*WORK INSTRUCTION*.
Below are entries. Pull out all lines containing "specific".

[Saved entries]
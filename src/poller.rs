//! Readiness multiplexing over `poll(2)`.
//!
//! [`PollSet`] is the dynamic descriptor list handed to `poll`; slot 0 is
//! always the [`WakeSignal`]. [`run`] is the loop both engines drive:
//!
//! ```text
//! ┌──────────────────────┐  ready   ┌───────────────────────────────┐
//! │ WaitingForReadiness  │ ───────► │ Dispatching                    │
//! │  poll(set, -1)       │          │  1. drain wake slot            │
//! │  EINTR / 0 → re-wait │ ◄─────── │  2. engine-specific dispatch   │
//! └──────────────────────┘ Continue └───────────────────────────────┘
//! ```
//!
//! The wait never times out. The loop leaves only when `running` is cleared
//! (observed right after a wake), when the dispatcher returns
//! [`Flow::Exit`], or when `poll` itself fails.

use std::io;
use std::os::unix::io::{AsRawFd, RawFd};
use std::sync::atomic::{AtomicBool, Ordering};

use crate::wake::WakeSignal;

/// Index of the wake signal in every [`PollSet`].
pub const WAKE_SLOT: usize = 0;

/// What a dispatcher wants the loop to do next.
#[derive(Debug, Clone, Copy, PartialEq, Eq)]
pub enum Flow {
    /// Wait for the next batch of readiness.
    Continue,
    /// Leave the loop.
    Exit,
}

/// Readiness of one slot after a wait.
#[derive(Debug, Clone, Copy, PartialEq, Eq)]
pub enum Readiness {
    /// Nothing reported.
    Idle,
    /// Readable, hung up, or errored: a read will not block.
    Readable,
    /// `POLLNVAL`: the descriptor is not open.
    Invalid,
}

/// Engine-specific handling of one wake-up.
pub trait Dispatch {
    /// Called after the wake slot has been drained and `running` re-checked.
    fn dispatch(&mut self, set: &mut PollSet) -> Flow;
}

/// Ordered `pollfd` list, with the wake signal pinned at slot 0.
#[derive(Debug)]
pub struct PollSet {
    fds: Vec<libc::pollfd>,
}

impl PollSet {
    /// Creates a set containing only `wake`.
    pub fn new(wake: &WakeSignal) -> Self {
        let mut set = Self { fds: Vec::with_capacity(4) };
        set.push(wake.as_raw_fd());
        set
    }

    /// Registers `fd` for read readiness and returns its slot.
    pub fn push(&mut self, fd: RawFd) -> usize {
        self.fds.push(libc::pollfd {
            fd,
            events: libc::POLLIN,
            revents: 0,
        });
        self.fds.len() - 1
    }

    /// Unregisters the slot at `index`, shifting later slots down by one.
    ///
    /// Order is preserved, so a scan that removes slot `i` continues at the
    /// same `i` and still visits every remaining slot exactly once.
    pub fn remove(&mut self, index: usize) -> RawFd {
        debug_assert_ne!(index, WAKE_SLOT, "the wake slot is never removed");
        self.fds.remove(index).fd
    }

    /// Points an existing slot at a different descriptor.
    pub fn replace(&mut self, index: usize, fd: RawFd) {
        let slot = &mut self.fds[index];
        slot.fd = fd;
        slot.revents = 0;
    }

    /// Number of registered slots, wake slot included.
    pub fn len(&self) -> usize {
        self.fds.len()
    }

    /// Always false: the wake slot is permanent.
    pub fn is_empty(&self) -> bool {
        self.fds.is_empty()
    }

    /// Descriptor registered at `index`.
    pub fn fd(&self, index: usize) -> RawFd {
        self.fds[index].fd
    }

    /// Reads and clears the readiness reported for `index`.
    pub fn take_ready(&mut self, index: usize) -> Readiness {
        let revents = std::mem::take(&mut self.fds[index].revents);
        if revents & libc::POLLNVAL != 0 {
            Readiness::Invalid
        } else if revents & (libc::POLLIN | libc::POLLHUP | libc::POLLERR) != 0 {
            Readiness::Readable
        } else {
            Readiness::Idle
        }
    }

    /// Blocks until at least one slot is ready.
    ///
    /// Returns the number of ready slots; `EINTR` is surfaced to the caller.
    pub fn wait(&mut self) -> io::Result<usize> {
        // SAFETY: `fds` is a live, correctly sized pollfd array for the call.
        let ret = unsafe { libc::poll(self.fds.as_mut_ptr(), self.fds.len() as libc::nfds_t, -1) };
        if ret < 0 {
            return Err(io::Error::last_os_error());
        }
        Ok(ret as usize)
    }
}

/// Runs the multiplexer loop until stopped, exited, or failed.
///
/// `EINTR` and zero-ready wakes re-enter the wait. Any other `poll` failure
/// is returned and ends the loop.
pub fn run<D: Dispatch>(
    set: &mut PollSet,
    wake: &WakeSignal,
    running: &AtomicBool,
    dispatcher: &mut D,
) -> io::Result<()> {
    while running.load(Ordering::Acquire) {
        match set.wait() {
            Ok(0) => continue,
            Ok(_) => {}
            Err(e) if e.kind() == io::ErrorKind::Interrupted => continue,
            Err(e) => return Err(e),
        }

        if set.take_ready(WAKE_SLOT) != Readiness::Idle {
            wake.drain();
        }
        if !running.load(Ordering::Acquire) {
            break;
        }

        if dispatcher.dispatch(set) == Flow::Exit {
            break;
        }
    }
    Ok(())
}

*RESPONSE TO THE EXERCISE*.
//! │  EINTR / 0 → re-wait │ ◄─────── │  2. engine-specific dispatch   │
/// Engine-specific handling of one wake-up.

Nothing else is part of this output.